§ **Exercise brief**
Each line below should be reproduced without any alteration.

§ **Extracted records**
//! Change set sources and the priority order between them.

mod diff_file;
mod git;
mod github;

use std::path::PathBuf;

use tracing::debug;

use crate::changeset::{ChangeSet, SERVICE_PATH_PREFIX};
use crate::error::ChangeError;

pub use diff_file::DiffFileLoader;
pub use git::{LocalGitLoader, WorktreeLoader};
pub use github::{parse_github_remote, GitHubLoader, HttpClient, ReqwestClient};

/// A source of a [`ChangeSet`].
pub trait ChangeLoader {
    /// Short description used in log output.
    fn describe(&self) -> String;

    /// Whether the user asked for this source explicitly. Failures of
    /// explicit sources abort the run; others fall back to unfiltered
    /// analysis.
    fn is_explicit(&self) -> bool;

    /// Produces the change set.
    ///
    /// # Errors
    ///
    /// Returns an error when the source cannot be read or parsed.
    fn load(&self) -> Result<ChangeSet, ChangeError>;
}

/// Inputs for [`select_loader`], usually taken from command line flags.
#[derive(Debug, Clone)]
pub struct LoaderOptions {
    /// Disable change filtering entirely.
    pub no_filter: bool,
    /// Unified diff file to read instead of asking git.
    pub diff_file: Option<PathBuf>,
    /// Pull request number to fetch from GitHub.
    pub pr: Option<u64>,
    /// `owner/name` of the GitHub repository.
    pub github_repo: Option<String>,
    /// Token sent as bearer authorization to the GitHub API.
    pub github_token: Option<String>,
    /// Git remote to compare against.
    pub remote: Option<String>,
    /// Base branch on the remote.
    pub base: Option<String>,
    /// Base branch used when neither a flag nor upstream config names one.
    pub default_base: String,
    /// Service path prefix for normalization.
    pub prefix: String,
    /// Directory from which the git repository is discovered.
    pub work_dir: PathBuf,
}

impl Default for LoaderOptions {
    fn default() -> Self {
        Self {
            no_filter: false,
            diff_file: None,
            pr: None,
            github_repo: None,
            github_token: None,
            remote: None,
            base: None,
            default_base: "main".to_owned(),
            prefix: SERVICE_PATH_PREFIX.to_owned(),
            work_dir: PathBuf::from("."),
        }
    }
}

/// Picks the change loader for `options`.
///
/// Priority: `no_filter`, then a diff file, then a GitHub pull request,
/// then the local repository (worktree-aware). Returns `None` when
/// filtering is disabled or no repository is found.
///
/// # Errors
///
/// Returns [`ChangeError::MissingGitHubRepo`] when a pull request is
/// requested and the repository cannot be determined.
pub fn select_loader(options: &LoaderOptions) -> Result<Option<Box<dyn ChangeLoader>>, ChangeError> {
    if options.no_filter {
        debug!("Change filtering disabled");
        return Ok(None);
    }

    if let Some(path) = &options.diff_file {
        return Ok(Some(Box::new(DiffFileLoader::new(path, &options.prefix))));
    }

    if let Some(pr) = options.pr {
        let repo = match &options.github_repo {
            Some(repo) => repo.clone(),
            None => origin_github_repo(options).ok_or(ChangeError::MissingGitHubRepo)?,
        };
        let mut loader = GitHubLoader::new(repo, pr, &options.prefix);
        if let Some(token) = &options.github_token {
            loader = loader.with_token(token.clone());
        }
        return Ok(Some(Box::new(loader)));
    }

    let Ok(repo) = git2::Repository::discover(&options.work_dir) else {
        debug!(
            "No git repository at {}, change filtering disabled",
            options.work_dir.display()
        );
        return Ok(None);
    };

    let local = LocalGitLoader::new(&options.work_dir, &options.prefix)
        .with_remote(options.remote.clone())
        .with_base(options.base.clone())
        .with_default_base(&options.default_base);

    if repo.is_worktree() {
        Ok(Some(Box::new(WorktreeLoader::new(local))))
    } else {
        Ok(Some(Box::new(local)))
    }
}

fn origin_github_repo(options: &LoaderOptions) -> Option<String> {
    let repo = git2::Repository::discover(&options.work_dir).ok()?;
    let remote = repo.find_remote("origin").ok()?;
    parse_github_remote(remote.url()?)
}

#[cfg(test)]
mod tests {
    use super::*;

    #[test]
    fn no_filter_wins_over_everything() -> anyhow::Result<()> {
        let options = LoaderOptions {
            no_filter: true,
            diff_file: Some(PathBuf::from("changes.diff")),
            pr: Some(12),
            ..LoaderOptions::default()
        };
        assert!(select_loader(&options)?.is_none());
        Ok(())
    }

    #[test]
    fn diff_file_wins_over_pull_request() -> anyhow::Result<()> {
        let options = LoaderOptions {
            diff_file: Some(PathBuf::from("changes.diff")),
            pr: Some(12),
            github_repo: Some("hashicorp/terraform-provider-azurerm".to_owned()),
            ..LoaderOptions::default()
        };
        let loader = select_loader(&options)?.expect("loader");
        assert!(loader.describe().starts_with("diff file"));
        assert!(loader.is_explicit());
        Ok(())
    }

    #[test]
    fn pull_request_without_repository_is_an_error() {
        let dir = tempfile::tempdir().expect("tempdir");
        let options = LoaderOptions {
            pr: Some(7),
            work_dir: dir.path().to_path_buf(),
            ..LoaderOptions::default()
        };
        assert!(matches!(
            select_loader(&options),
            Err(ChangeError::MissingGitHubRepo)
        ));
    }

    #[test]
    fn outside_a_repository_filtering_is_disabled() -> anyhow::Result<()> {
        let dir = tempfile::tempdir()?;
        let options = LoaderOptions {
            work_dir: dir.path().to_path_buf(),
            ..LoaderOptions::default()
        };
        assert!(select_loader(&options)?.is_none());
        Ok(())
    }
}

§ **Your solution**
//! Change set sources and the priority order between them.

mod diff_file;
mod git;
mod github;

use std::path::PathBuf;

use tracing::debug;

use crate::changeset::{ChangeSet, SERVICE_PATH_PREFIX};
use crate::error::ChangeError;

pub use diff_file::DiffFileLoader;
pub use git::{LocalGitLoader, WorktreeLoader};
pub use github::{parse_github_remote, GitHubLoader, HttpClient, ReqwestClient};

/// A source of a [`ChangeSet`].
pub trait ChangeLoader {
    /// Short description used in log output.
    fn describe(&self) -> String;

    /// Whether the user asked for this source explicitly. Failures of
    /// explicit sources abort the run; others fall back to unfiltered
    /// analysis.
    fn is_explicit(&self) -> bool;

    /// Produces the change set.
    ///
    /// # Errors
    ///
    /// Returns an error when the source cannot be read or parsed.
    fn load(&self) -> Result<ChangeSet, ChangeError>;
}

/// Inputs for [`select_loader`], usually taken from command line flags.
#[derive(Debug, Clone)]
pub struct LoaderOptions {
    /// Disable change filtering entirely.
    pub no_filter: bool,
    /// Unified diff file to read instead of asking git.
    pub diff_file: Option<PathBuf>,
    /// Pull request number to fetch from GitHub.
    pub pr: Option<u64>,
    /// `owner/name` of the GitHub repository.
    pub github_repo: Option<String>,
    /// Token sent as bearer authorization to the GitHub API.
    pub github_token: Option<String>,
    /// Git remote to compare against.
    pub remote: Option<String>,
    /// Base branch on the remote.
    pub base: Option<String>,
    /// Base branch used when neither a flag nor upstream config names one.
    pub default_base: String,
    /// Service path prefix for normalization.
    pub prefix: String,
    /// Directory from which the git repository is discovered.
    pub work_dir: PathBuf,
}

impl Default for LoaderOptions {
    fn default() -> Self {
        Self {
            no_filter: false,
            diff_file: None,
            pr: None,
            github_repo: None,
            github_token: None,
            remote: None,
            base: None,
            default_base: "main".to_owned(),
            prefix: SERVICE_PATH_PREFIX.to_owned(),
            work_dir: PathBuf::from("."),
        }
    }
}

/// Picks the change loader for `options`.
///
/// Priority: `no_filter`, then a diff file, then a GitHub pull request,
/// then the local repository (worktree-aware). Returns `None` when
/// filtering is disabled or no repository is found.
///
/// # Errors
///
/// Returns [`ChangeError::MissingGitHubRepo`] when a pull request is
/// requested and the repository cannot be determined.
pub fn select_loader(options: &LoaderOptions) -> Result<Option<Box<dyn ChangeLoader>>, ChangeError> {
    if options.no_filter {
        debug!("Change filtering disabled");
        return Ok(None);
    }

    if let Some(path) = &options.diff_file {
        return Ok(Some(Box::new(DiffFileLoader::new(path, &options.prefix))));
    }

    if let Some(pr) = options.pr {
        let repo = match &options.github_repo {
            Some(repo) => repo.clone(),
            None => origin_github_repo(options).ok_or(ChangeError::MissingGitHubRepo)?,
        };
        let mut loader = GitHubLoader::new(repo, pr, &options.prefix);
        if let Some(token) = &options.github_token {
            loader = loader.with_token(token.clone());
        }
        return Ok(Some(Box::new(loader)));
    }

    let Ok(repo) = git2::Repository::discover(&options.work_dir) else {
        debug!(
            "No git repository at {}, change filtering disabled",
            options.work_dir.display()
        );
        return Ok(None);
    };

    let local = LocalGitLoader::new(&options.work_dir, &options.prefix)
        .with_remote(options.remote.clone())
        .with_base(options.base.clone())
        .with_default_base(&options.default_base);

    if repo.is_worktree() {
        Ok(Some(Box::new(WorktreeLoader::new(local))))
    } else {
        Ok(Some(Box::new(local)))
    }
}

fn origin_github_repo(options: &LoaderOptions) -> Option<String> {
    let repo = git2::Repository::discover(&options.work_dir).ok()?;
    let remote = repo.find_remote("origin").ok()?;
    parse_github_remote(remote.url()?)
}

#[cfg(test)]
mod tests {
    use super::*;

    #[test]
    fn no_filter_wins_over_everything() -> anyhow::Result<()> {
        let options = LoaderOptions {
            no_filter: true,
            diff_file: Some(PathBuf::from("changes.diff")),
            pr: Some(12),
            ..LoaderOptions::default()
        };
        assert!(select_loader(&options)?.is_none());
        Ok(())
    }

    #[test]
    fn diff_file_wins_over_pull_request() -> anyhow::Result<()> {
        let options = LoaderOptions {
            diff_file: Some(PathBuf::from("changes.diff")),
            pr: Some(12),
            github_repo: Some("hashicorp/terraform-provider-azurerm".to_owned()),
            ..LoaderOptions::default()
        };
        let loader = select_loader(&options)?.expect("loader");
        assert!(loader.describe().starts_with("diff file"));
        assert!(loader.is_explicit());
        Ok(())
    }

    #[test]
    fn pull_request_without_repository_is_an_error() {
        let dir = tempfile::tempdir().expect("tempdir");
        let options = LoaderOptions {
            pr: Some(7),
            work_dir: dir.path().to_path_buf(),
            ..LoaderOptions::default()
        };
        assert!(matches!(
            select_loader(&options),
            Err(ChangeError::MissingGitHubRepo)
        ));
    }

    #[test]
    fn outside_a_repository_filtering_is_disabled() -> anyhow::Result<()> {
        let dir = tempfile::tempdir()?;
        let options = LoaderOptions {
            work_dir: dir.path().to_path_buf(),
            ..LoaderOptions::default()
        };
        assert!(select_loader(&options)?.is_none());
        Ok(())
    }
}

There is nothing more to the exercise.